The one answer the son hadn’t expected.
“I thought he was going to say, because it’s a bunch of bullsh*t that’s not going to work,” Matthau told me. “I had my answer all prepared for that, I was laying the trap for him, but he was always one step ahead of me at least and much smarter. He said, ‘I’m not doing it because I’m afraid it’s going to work. And I don’t want to come back and be a circus act.’ ”

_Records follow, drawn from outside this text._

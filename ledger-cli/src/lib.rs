//! Ledger CLI Library
//!
//! Offline tools over the energy ledger codecs: balance periods, token ids,
//! criteria hashes and configuration checks. Handlers in [`commands`] are
//! pure; [`run_cli`] loads the configuration, dispatches and prints.

pub mod argument_parsing;
pub mod commands;
pub mod error;
pub mod output;

use tracing::debug;

use lib_types::LedgerConfig;

pub use argument_parsing::{LedgerCli, LedgerCommand, OutputFormat};
pub use error::{CliError, CliResult};
pub use output::{ConsoleOutput, Output};

/// Configuration from `--config`, or defaults
pub fn load_config(cli: &LedgerCli) -> CliResult<LedgerConfig> {
    match &cli.config {
        Some(path) => {
            debug!("Loading ledger config from {}", path.display());
            Ok(LedgerConfig::load(path)?)
        }
        None => Ok(LedgerConfig::default()),
    }
}

/// Execute a parsed command line
pub fn run_cli<O: Output>(cli: &LedgerCli, out: &O) -> CliResult<()> {
    let format = cli.format;
    match &cli.command {
        LedgerCommand::Period { timestamp } => {
            let config = load_config(cli)?;
            out.report(format, &commands::period(&config, *timestamp))
        }
        LedgerCommand::TokenId {
            kind,
            period,
            plant,
            criteria,
        } => {
            let config = load_config(cli)?;
            let kind = commands::parse_kind(kind)?;
            let plant = commands::parse_address(plant)?;
            let criteria = criteria
                .as_deref()
                .map(commands::load_criteria)
                .transpose()?;
            let report = commands::token_id(&config, kind, *period, &plant, criteria.as_deref())?;
            out.report(format, &report)
        }
        LedgerCommand::CriteriaHash { file } => {
            let criteria = commands::load_criteria(file)?;
            out.report(format, &commands::criteria_hash(&criteria))
        }
        LedgerCommand::Kind { number } => out.report(format, &commands::kind(number)?),
        LedgerCommand::CheckConfig { path } => out.report(format, &commands::check_config(path)?),
    }
}
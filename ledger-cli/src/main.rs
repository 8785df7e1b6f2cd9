//! Ledger CLI
//!
//! Entry point for the ledger-cli binary.

use std::env;
use std::process::ExitCode;

use clap::Parser;
use ledger_cli::{run_cli, ConsoleOutput, LedgerCli, Output};

fn main() -> ExitCode {
    // Initialize logging
    let filter = env::var("RUST_LOG").unwrap_or_else(|_| "info".to_string());
    tracing_subscriber::fmt()
        .with_env_filter(filter)
        .with_writer(std::io::stderr)
        .init();

    let cli = LedgerCli::parse();
    let out = ConsoleOutput;
    match run_cli(&cli, &out) {
        Ok(()) => ExitCode::SUCCESS,
        Err(e) => {
            let _ = out.error(&e.to_string());
            ExitCode::FAILURE
        }
    }
}
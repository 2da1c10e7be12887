use std::collections::HashMap;
use std::io::{self, Write};

use super::{null_term, TriplesEmitter};
use crate::model::ontology::standard;
use crate::model::{Literal, Node, Object, Triple};

/// Turtle format emitter with prefix support.
pub struct TurtleEmitter<W: Write> {
    writer: W,
    count: u64,
    prefixes: HashMap<String, String>,
    prefix_written: bool,
}

impl<W: Write> TurtleEmitter<W> {
    pub fn new(writer: W) -> Self {
        Self {
            writer,
            count: 0,
            prefixes: HashMap::new(),
            prefix_written: false,
        }
    }

    /// Write all registered prefixes (called before first triple).
    fn write_prefixes(&mut self) -> io::Result<()> {
        if self.prefix_written {
            return Ok(());
        }
        self.prefix_written = true;
        // Sort for deterministic output
        let mut prefixes: Vec<_> = self.prefixes.iter().collect();
        prefixes.sort_by_key(|(k, _)| (*k).clone());
        for (prefix, iri) in prefixes {
            writeln!(self.writer, "@prefix {prefix}: <{iri}> .")?;
        }
        if !self.prefixes.is_empty() {
            writeln!(self.writer)?;
        }
        Ok(())
    }

    /// Try to compact an IRI using registered prefixes.
    fn compact_iri(&self, iri: &str) -> String {
        // Find longest matching prefix
        let mut best: Option<(&str, &str)> = None;
        for (prefix, ns) in &self.prefixes {
            if iri.starts_with(ns.as_str())
                && best.is_none_or(|(_, prev_ns)| ns.len() > prev_ns.len())
            {
                best = Some((prefix.as_str(), ns.as_str()));
            }
        }
        if let Some((prefix, ns)) = best {
            let local = &iri[ns.len()..];
            // Only compact if local name is valid (alphanumeric + _)
            if !local.is_empty() && local.chars().all(|c| c.is_alphanumeric() || c == '_') {
                return format!("{prefix}:{local}");
            }
        }
        format!("<{iri}>")
    }

    fn node(&self, node: &Node) -> io::Result<String> {
        match node {
            Node::Iri(iri) => Ok(self.compact_iri(iri)),
            Node::Blank(label) => Ok(format!("_:{label}")),
            Node::Null => Err(null_term()),
        }
    }

    fn literal(&self, literal: &Literal) -> String {
        let escaped = Self::escape_literal(literal.lexical());
        if let Some(language) = literal.language() {
            format!("\"{escaped}\"@{language}")
        } else if literal.datatype() == standard::XSD_STRING {
            format!("\"{escaped}\"")
        } else {
            format!("\"{escaped}\"^^{}", self.compact_iri(literal.datatype()))
        }
    }

    fn escape_literal(s: &str) -> String {
        let mut out = String::with_capacity(s.len());
        for c in s.chars() {
            match c {
                '\\' => out.push_str("\\\\"),
                '"' => out.push_str("\\\""),
                '\n' => out.push_str("\\n"),
                '\r' => out.push_str("\\r"),
                '\t' => out.push_str("\\t"),
                c if (c as u32) < 0x20 => out.push_str(&format!("\\u{:04X}", c as u32)),
                _ => out.push(c),
            }
        }
        out
    }
}

impl<W: Write> TriplesEmitter for TurtleEmitter<W> {
    fn emit(&mut self, triple: &Triple) -> io::Result<()> {
        self.write_prefixes()?;
        let s = self.node(&triple.subject)?;
        let p = self.compact_iri(&triple.predicate);
        let o = match &triple.object {
            Object::Node(node) => self.node(node)?,
            Object::Literal(literal) => self.literal(literal),
        };
        writeln!(self.writer, "{s} {p} {o} .")?;
        self.count += 1;
        Ok(())
    }

    fn add_prefix(&mut self, prefix: &str, iri: &str) -> io::Result<()> {
        self.prefixes.insert(prefix.to_string(), iri.to_string());
        Ok(())
    }

    fn flush(&mut self) -> io::Result<()> {
        self.writer.flush()
    }

    fn triple_count(&self) -> u64 {
        self.count
    }
}
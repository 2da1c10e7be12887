pub mod ntriples;
pub mod turtle;

use std::io;

use crate::model::Triple;

/// Trait for emitting RDF triples in different serialization formats.
pub trait TriplesEmitter {
    /// Emit one triple. Null terms are rejected with `InvalidInput`.
    fn emit(&mut self, triple: &Triple) -> io::Result<()>;
    /// Register a namespace prefix (used by Turtle format).
    fn add_prefix(&mut self, prefix: &str, iri: &str) -> io::Result<()>;
    /// Flush any buffered output.
    fn flush(&mut self) -> io::Result<()>;
    /// Return the number of triples emitted so far.
    fn triple_count(&self) -> u64;
}

pub(crate) fn null_term() -> io::Error {
    io::Error::new(io::ErrorKind::InvalidInput, "cannot serialize a null term")
}
use tracing::debug;

use crate::graph::SafeGraph;
use crate::identity::IdentifierStrategy;
use crate::model::literal::{string, typed, LiteralKind};
use crate::model::ontology::{gr, pr, standard};
use crate::model::{Literal, Node};
use crate::row::Row;

/// The four surface measurements a listing may declare.
#[derive(Debug, Clone, Copy, PartialEq, Eq)]
pub enum SurfaceKind {
    Total,
    Covered,
    Uncovered,
    Land,
}

impl SurfaceKind {
    pub const ALL: [SurfaceKind; 4] = [
        SurfaceKind::Total,
        SurfaceKind::Covered,
        SurfaceKind::Uncovered,
        SurfaceKind::Land,
    ];

    pub fn as_str(self) -> &'static str {
        match self {
            SurfaceKind::Total => "total",
            SurfaceKind::Covered => "covered",
            SurfaceKind::Uncovered => "uncovered",
            SurfaceKind::Land => "land",
        }
    }

    /// Value columns, primary first then the reconstructed one.
    pub fn value_columns(self) -> [String; 2] {
        let s = self.as_str();
        [format!("{s}_surface"), format!("reconstructed_{s}_surface")]
    }

    /// Unit columns, primary first then the reconstructed one.
    pub fn unit_columns(self) -> [String; 2] {
        let s = self.as_str();
        [format!("{s}_surface_unit"), format!("reconstructed_{s}_surface_unit")]
    }

    /// First value that parses as `xsd:float` and first unit, each falling
    /// back to the reconstructed column.
    pub fn resolve<'r>(self, row: &'r Row) -> Option<(Literal, &'r str)> {
        let value = self
            .value_columns()
            .iter()
            .filter_map(|c| row.column(c))
            .find_map(|v| typed(LiteralKind::Float, Some(v)).ok())?;
        let unit = self.unit_columns().iter().find_map(|c| row.column(c))?;
        Some((value, unit))
    }
}

/// Add a size specification as a fresh blank node attached to `space`.
pub fn add_surface(
    g: &mut SafeGraph,
    space: &Node,
    value: Literal,
    unit: &str,
    kind: SurfaceKind,
) -> Node {
    let surface = IdentifierStrategy::anonymous();

    g.add(&surface, standard::RDF_TYPE, pr::SIZE_SPECIFICATION);
    g.add(&surface, gr::HAS_VALUE, value);
    g.add(&surface, gr::HAS_UNIT_OF_MEASUREMENT, string(Some(unit)));
    g.add(&surface, pr::SIZE_TYPE, string(Some(kind.as_str())));

    g.add(space, pr::HAS_SIZE_SPECIFICATION, &surface);

    surface
}

/// Add every surface kind that has both a numeric value and a unit.
pub fn add_surfaces(g: &mut SafeGraph, space: &Node, row: &Row) -> Vec<Node> {
    SurfaceKind::ALL
        .into_iter()
        .filter_map(|kind| match kind.resolve(row) {
            Some((value, unit)) => Some(add_surface(g, space, value, unit, kind)),
            None => {
                debug!(
                    surface = kind.as_str(),
                    "surface skipped: no numeric value with a unit"
                );
                None
            }
        })
        .collect()
}
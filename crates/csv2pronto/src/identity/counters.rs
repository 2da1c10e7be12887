//! Process-wide monotonic counters, one per entity kind.

use std::sync::atomic::{AtomicU64, Ordering};

use super::EntityKind;

/// One atomic counter per [`EntityKind`].
///
/// Created once per batch run and never reset; safe to share between
/// worker threads.
#[derive(Debug, Default)]
pub struct CounterRegistry {
    counters: [AtomicU64; EntityKind::ALL.len()],
}

impl CounterRegistry {
    pub fn new() -> Self {
        Self::default()
    }

    /// Fetch the current value for `kind` and advance it.
    pub fn next(&self, kind: EntityKind) -> u64 {
        self.counters[kind.index()].fetch_add(1, Ordering::Relaxed)
    }
}
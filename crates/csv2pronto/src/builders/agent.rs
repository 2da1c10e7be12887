use crate::graph::SafeGraph;
use crate::identity::{EntityKind, IdentifierStrategy};
use crate::model::literal::string;
use crate::model::ontology::{foaf, sioc, standard};
use crate::model::Node;
use crate::row::{Field, Row};

/// The advertiser as a person or agency, and its account on the site.
#[derive(Debug, Clone, PartialEq, Eq)]
pub struct AgentNodes {
    pub agent: Node,
    pub account: Node,
}

/// Add the real estate agent and its user account.
///
/// The agent is keyed by advertiser name and the account by site and
/// advertiser id, so the same advertiser resolves to the same nodes in
/// every row that names it.
pub fn add_agent(g: &mut SafeGraph, row: &Row, ids: &IdentifierStrategy) -> AgentNodes {
    let agent = ids.identify(EntityKind::Agent, row);
    let account = ids.identify(EntityKind::Account, row);

    g.add(&agent, standard::RDF_TYPE, foaf::AGENT);
    g.add(&account, standard::RDF_TYPE, sioc::USER_ACCOUNT);

    g.add(&account, sioc::ID, string(row.get(Field::AdvertiserId)));
    g.add(&account, sioc::NAME, string(row.get(Field::AdvertiserName)));
    g.add(&agent, foaf::ACCOUNT, &account);
    g.add(&account, sioc::ACCOUNT_OF, &agent);

    AgentNodes { agent, account }
}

If the elder Matthau is going to live forever, it will by merit of his Oscar- and Tony-winning work. He shut the freezer door on the cryonics and his son backed off. But Charlie Matthau remains determined to have his whole body frozen. When that happens he will be in good company: Arrowwood said that at least 10 of the world’s richest people are clients, though he said he could not name them because of confidentiality agreements.